An autonomous platform delivering personalized, compliant Lauren Betts stats & context via LLM + public data APIs.
01痛点与机会
痛点
Fans seek timely, accurate, contextualized stats for rising athletes — but manual curation is slow and unscalable.
为什么是现在
Lauren Betts’ search volume surged 1000% (100K/mo US) after NCAA title win — proven demand spike with no dedicated service.
02解决方案与产品
Fully automated AI agent that ingests official NCAA/WNBA/ESPN APIs, generates plain-English stat reports, and delivers via web/email.
- Live stat dashboards updated hourly
- Personalized 'What’s Next?' projections
- Contextual career comparisons (e.g., vs. Aliyah Boston)
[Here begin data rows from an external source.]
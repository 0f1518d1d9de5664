// src/lib.rs

#[macro_use]
pub mod macros;

#[cfg(feature = "cli")]
pub mod cli;
pub mod config;
pub mod core;
pub mod log;
pub mod specs;

pub mod archive;
pub mod csv;
pub mod error;
pub mod file;
pub mod manifest;
pub mod progress;
pub mod release;
pub mod report;
pub mod runner;
pub mod snapshot;

pub use error::{Error, Result};
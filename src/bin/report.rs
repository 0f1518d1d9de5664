// src/bin/report.rs
use nhsn_archive::cli;

fn main() -> color_eyre::Result<()> {
    color_eyre::install()?;
    cli::run_report()
}
// src/bin/fetch.rs
use nhsn_archive::cli;

fn main() -> color_eyre::Result<()> {
    color_eyre::install()?;
    cli::run_fetch()
}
- One-click shareable PDF/HTML reports
A无人公司 · 零人工运营架构
End-to-end automation using off-the-shelf AI tools — no custom ML training or human intervention in daily ops.
| 环节 | 全自动实现方式 |
|---|---|
| 获客 | Google Ads (Smart Bidding) + SEO-optimized blog posts (via Claude API + WordPress REST API) |
| 交付 | FastAPI backend triggers LangChain agent → pulls NCAA API + SportsRadar → renders report via Jinja2 + WeasyPrint |
| 客服 | Rasa NLU chatbot (hosted on Render) trained on FAQ corpus; fallback to email auto-responder with canned replies |
| 收款 | Stripe Checkout embedded in Next.js frontend; webhook confirms payment → unlocks report access |
| 运维 | GitHub Actions cron jobs + Sentry alerts + Cloudflare R2 backups; auto-restart on error via Render health checks |
人工监督(法律最低限度): One designated compliance officer reviews ToS/privacy policy annually (required by CCPA/FTC); no daily involvement.
03市场分析
SAM derived from NCAA Women’s Basketball attendance (1.2M 2023) × digital engagement multiplier (4× per Nielsen). SOM assumes 1.6% conversion (conservative vs. industry avg 2.1% for sports lead gen, HubSpot 2023).
04商业模式与定价
Free Tier
Basic stats + 1 PDF/month; email capture required
Pro
Unlimited reports, projections, export, priority support
Annual
83% discount; auto-renewal via Stripe
CAC = $3.20 (Google Ads avg. CPC $0.80 ÷ 25% click-through ÷ 1.6% conversion); LTV = $119 (12-mo retention × $9.99 = $119.88); LTV:CAC = 37.4x
05增长策略
- SEO blog targeting 'Lauren Betts stats', 'UCLA women’s basketball news'
- Reddit r/NCAAW AMAs (automated bot posting approved FAQs)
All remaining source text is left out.